A desnutrição infantil ainda é uma preocupação no País, mas avançam os casos de obesidade. Assunto é destaque na série ‘Infância Roubada’, publicada mensalmente no O SÃO PAULO
Metade das crianças com até 5 anos de idade no Brasil vive em lares com algum tipo de insegurança alimentar, ou seja, suas famílias encontram dificuldades leves, moderadas ou graves para ter acesso regular e permanente a alimentos em quantidade e qualidade suficientes. Na faixa etária de 5 a 17 anos, esse percentual é de 50,7%, conforme dados apresentados em setembro pelo Instituto Brasileiro de Geografia e Estatística (IBGE).

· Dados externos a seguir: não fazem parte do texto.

use crate::core::Result;
use crate::player::fullscreen::{FullscreenPlatform, SurfaceHandle};
use egui::{Context, ViewportCommand};
use log::debug;

/// egui 视口全屏适配器
///
/// 桌面端只有窗口全屏，没有屏幕方向锁定与媒体元素原生全屏
pub struct EguiFullscreen {
    ctx: Context,
}

impl EguiFullscreen {
    pub fn new(ctx: Context) -> Self {
        Self { ctx }
    }
}

impl FullscreenPlatform for EguiFullscreen {
    fn supports_fullscreen(&self) -> bool {
        true
    }

    fn is_fullscreen(&self) -> bool {
        self.ctx.input(|i| i.viewport().fullscreen.unwrap_or(false))
    }

    fn request_fullscreen(&mut self, target: SurfaceHandle) -> Result<()> {
        debug!("请求窗口全屏 ({:?})", target);
        self.ctx.send_viewport_cmd(ViewportCommand::Fullscreen(true));
        // 全屏时隐藏标题栏
        self.ctx.send_viewport_cmd(ViewportCommand::Decorations(false));
        Ok(())
    }

    fn exit_fullscreen(&mut self) -> Result<()> {
        self.ctx.send_viewport_cmd(ViewportCommand::Fullscreen(false));
        self.ctx.send_viewport_cmd(ViewportCommand::Decorations(true));
        Ok(())
    }

    fn request_layout_refresh(&mut self) {
        self.ctx.request_repaint();
    }
}
//! Bearer-token validation.
//!
//! Tokens are issued by the identity service; this server only verifies
//! them. [`jwt::generate_access_token`] exists for tooling and tests.

pub mod jwt;
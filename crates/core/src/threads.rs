//! Thread rules: classification, posting permissions, listing order and
//! preview truncation.
//!
//! Callers test a thread's kind through the named predicates on
//! [`ThreadType`] instead of comparing raw strings, so adding a new kind only
//! touches this module.

use std::cmp::Ordering;

use crate::roles::Party;
use crate::types::{DbId, Timestamp};

/// Maximum number of characters kept in `last_message_preview`.
pub const THREAD_PREVIEW_MAX_CHARS: usize = 100;

/// Maximum accepted message body length, in characters.
pub const MAX_MESSAGE_BODY_CHARS: usize = 10_000;

define_text_enum! {
    /// Kind of conversation container. Stored in `project_threads.thread_type`.
    ThreadType ("thread type") {
        /// One per project; only the GC may post.
        Announcement = "announcement",
        /// One per project/trade pair.
        Project = "project",
        /// GC-to-trade conversation not bound to a project.
        Direct = "direct",
    }
}

impl ThreadType {
    pub fn is_announcement(self) -> bool {
        self == ThreadType::Announcement
    }

    pub fn is_project(self) -> bool {
        self == ThreadType::Project
    }

    pub fn is_direct(self) -> bool {
        self == ThreadType::Direct
    }

    /// Whether a stored thread of this type may be re-typed to `next`.
    ///
    /// `direct -> project` is the only transition. Announcement threads are
    /// only ever created, never transitioned into or out of.
    pub fn can_transition_to(self, next: ThreadType) -> bool {
        matches!((self, next), (ThreadType::Direct, ThreadType::Project))
    }
}

/// Whether `party` may post into a thread of `thread_type`.
///
/// Announcement threads are GC-only; every other kind accepts both sides.
pub fn can_post(thread_type: ThreadType, party: Party) -> bool {
    match thread_type {
        ThreadType::Announcement => party == Party::Gc,
        ThreadType::Project | ThreadType::Direct => true,
    }
}

/// Truncate a message body to the stored preview length.
///
/// Counts Unicode scalar values so multi-byte text is never split.
pub fn truncate_preview(body: &str) -> String {
    body.chars().take(THREAD_PREVIEW_MAX_CHARS).collect()
}

/// Validate a message body before it is written.
pub fn validate_message_body(body: &str) -> Result<(), String> {
    if body.trim().is_empty() {
        return Err("Message body must not be empty".to_string());
    }
    let len = body.chars().count();
    if len > MAX_MESSAGE_BODY_CHARS {
        return Err(format!(
            "Message body must be at most {MAX_MESSAGE_BODY_CHARS} characters, got {len}"
        ));
    }
    Ok(())
}

// ---------------------------------------------------------------------------
// Listing order
// ---------------------------------------------------------------------------

/// The fields that decide where a thread appears in a list.
#[derive(Debug, Clone, Copy, PartialEq, Eq)]
pub struct ThreadSortKey {
    pub id: DbId,
    pub thread_type: ThreadType,
    pub pinned: bool,
    pub last_message_at: Option<Timestamp>,
}

/// Canonical listing order.
///
/// 1. announcement threads first
/// 2. pinned before unpinned
/// 3. most recent `last_message_at` first, threads without messages last
/// 4. ascending id, so the order is total and stable
pub fn compare_for_listing(a: &ThreadSortKey, b: &ThreadSortKey) -> Ordering {
    b.thread_type
        .is_announcement()
        .cmp(&a.thread_type.is_announcement())
        .then_with(|| b.pinned.cmp(&a.pinned))
        .then_with(|| match (a.last_message_at, b.last_message_at) {
            (Some(x), Some(y)) => y.cmp(&x),
            (Some(_), None) => Ordering::Less,
            (None, Some(_)) => Ordering::Greater,
            (None, None) => Ordering::Equal,
        })
        .then_with(|| a.id.cmp(&b.id))
}
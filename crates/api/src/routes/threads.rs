//! Route definitions for the `/threads` resource.

use axum::routing::{get, post};
use axum::Router;

use crate::handlers::threads;
use crate::state::AppState;

/// Routes mounted at `/threads`.
///
/// ```text
/// GET    /direct              -> list_direct (?include_archived)
/// POST   /direct              -> create_direct
/// GET    /mine                -> list_mine (?include_archived)
/// GET    /{id}/messages       -> list_messages
/// POST   /{id}/messages       -> send_message
/// POST   /{id}/read           -> mark_read
/// POST   /{id}/pin            -> toggle_pin
/// POST   /{id}/archive        -> toggle_archive
/// POST   /{id}/move           -> move_to_project
/// ```
pub fn router() -> Router<AppState> {
    Router::new()
        .route(
            "/direct",
            get(threads::list_direct).post(threads::create_direct),
        )
        .route("/mine", get(threads::list_mine))
        .route(
            "/{id}/messages",
            get(threads::list_messages).post(threads::send_message),
        )
        .route("/{id}/read", post(threads::mark_read))
        .route("/{id}/pin", post(threads::toggle_pin))
        .route("/{id}/archive", post(threads::toggle_archive))
        .route("/{id}/move", post(threads::move_to_project))
}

O levantamento não leva em conta as famílias que estão em situação de rua; assim, a má nutrição infantil no País pode ser ainda mais grave, apesar dos avanços verificados nas últimas décadas, incluindo a oferta de refeições aos estudantes nas escolas públicas, o acompanhamento nutricional desde o ventre materno, os programas de transferência de renda e as medidas protetivas legais, como a ação dos Conselhos Tutelares e do Ministério Público em favor das crianças que estão desnutridas em razão de descuido de seus pais ou responsáveis.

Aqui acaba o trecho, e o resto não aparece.